> [EXERCISE]: What lines in the records below hold the string "fast"? Please show them.

> [Source data]:
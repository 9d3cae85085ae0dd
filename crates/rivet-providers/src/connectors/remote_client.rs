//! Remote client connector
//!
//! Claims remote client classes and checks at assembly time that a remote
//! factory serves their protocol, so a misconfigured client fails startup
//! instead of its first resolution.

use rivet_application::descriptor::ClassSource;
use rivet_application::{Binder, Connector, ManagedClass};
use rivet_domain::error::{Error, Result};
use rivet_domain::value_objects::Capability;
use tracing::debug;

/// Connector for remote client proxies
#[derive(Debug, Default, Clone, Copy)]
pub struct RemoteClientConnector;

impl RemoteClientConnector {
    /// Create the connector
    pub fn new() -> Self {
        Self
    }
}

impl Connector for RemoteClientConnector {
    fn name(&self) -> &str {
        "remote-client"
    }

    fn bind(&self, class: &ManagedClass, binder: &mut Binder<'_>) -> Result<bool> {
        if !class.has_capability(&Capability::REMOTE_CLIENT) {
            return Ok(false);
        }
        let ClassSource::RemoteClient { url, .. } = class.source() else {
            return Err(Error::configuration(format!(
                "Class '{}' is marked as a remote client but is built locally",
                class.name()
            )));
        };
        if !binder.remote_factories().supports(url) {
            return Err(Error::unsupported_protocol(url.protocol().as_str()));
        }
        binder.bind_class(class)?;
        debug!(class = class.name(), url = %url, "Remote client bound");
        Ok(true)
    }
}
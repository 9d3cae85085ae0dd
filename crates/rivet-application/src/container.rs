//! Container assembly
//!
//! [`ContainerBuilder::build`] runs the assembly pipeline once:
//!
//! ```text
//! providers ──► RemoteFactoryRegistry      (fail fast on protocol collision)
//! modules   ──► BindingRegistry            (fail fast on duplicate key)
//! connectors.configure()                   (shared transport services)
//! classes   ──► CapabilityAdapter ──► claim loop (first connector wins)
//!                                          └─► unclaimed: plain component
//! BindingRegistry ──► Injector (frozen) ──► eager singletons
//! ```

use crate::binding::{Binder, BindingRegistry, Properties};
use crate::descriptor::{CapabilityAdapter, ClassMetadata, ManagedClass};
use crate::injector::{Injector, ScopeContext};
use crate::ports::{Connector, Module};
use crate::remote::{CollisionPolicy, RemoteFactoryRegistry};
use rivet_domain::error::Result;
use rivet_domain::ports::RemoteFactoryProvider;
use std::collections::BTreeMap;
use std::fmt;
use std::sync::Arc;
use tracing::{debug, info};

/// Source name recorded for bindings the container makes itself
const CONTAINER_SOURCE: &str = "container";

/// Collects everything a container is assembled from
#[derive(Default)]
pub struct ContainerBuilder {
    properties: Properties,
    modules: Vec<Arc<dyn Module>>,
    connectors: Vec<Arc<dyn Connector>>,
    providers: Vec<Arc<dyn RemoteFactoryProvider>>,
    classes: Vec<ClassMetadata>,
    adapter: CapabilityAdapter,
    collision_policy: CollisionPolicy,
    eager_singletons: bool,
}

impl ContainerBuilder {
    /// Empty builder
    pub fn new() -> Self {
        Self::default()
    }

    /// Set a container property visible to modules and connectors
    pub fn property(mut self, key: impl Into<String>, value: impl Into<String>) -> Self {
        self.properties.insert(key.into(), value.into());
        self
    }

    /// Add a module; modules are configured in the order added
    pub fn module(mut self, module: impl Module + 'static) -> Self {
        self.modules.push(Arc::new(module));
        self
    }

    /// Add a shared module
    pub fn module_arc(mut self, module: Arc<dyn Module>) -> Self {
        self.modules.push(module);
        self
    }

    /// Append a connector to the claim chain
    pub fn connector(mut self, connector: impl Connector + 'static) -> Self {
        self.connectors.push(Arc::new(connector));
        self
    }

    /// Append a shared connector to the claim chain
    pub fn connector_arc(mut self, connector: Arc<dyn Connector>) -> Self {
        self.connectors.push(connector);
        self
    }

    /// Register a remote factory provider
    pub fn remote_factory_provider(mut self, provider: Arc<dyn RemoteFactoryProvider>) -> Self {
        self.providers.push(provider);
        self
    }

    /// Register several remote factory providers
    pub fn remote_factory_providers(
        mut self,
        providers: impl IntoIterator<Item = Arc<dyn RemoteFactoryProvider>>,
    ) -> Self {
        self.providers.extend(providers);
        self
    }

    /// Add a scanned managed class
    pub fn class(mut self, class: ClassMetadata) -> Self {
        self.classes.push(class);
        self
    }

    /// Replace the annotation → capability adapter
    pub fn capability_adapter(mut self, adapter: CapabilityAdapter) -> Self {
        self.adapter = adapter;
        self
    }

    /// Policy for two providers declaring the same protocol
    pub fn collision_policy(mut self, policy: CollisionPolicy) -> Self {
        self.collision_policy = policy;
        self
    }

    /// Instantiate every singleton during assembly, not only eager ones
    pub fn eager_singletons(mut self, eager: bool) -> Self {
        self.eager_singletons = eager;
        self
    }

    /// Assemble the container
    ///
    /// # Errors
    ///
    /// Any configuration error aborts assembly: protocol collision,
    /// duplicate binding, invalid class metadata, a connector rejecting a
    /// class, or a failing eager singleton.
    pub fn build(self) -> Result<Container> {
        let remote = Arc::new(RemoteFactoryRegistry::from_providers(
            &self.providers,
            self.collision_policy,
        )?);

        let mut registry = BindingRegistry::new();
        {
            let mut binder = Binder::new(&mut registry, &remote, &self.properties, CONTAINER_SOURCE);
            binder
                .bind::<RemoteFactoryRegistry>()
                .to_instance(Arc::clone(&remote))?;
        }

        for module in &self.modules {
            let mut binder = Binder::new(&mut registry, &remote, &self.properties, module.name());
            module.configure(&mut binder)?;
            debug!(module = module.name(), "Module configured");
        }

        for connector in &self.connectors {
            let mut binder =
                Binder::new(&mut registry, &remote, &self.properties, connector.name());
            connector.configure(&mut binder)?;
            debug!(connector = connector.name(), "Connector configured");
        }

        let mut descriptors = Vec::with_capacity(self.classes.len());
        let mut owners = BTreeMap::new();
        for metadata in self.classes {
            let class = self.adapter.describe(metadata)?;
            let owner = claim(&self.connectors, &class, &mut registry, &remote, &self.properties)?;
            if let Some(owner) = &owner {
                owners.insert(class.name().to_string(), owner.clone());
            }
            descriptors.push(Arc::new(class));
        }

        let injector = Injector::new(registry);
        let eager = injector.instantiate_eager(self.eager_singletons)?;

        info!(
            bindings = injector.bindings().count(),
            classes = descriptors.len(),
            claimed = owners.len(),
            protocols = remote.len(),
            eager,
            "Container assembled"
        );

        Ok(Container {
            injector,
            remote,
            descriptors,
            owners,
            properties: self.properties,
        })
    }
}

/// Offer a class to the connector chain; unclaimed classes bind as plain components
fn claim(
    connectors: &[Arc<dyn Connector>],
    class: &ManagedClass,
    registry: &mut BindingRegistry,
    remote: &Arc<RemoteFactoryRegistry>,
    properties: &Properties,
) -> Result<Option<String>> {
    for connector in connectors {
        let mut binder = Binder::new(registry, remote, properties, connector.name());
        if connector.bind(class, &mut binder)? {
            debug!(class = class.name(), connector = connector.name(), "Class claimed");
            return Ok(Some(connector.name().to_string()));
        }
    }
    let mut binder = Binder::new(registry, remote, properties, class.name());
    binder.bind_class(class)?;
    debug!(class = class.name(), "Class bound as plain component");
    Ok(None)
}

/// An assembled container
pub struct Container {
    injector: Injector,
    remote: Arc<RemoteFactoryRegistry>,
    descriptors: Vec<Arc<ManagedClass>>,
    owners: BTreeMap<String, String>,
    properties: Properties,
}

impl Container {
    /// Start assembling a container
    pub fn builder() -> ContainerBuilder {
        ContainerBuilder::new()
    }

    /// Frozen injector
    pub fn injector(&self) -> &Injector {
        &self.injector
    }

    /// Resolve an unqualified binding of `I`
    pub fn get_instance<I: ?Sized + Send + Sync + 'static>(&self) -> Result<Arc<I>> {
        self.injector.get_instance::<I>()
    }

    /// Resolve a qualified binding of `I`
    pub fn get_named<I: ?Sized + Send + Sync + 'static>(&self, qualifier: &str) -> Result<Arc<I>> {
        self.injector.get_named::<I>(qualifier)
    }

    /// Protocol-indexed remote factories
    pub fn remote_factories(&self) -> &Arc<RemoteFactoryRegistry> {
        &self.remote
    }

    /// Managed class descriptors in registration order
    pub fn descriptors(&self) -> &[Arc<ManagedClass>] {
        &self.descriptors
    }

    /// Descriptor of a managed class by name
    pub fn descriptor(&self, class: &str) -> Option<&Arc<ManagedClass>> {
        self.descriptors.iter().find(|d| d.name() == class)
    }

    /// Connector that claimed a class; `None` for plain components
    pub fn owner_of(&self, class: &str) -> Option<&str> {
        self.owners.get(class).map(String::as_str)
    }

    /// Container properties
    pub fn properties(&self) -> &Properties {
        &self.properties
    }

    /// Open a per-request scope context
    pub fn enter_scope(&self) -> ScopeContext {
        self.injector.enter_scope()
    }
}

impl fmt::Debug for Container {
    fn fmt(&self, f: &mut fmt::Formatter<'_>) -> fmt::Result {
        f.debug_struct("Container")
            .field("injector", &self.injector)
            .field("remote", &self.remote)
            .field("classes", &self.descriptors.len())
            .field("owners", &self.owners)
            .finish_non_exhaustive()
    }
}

> [TASK OUTPUT]:
//! providers ──► RemoteFactoryRegistry      (fail fast on protocol collision)
//! modules   ──► BindingRegistry            (fail fast on duplicate key)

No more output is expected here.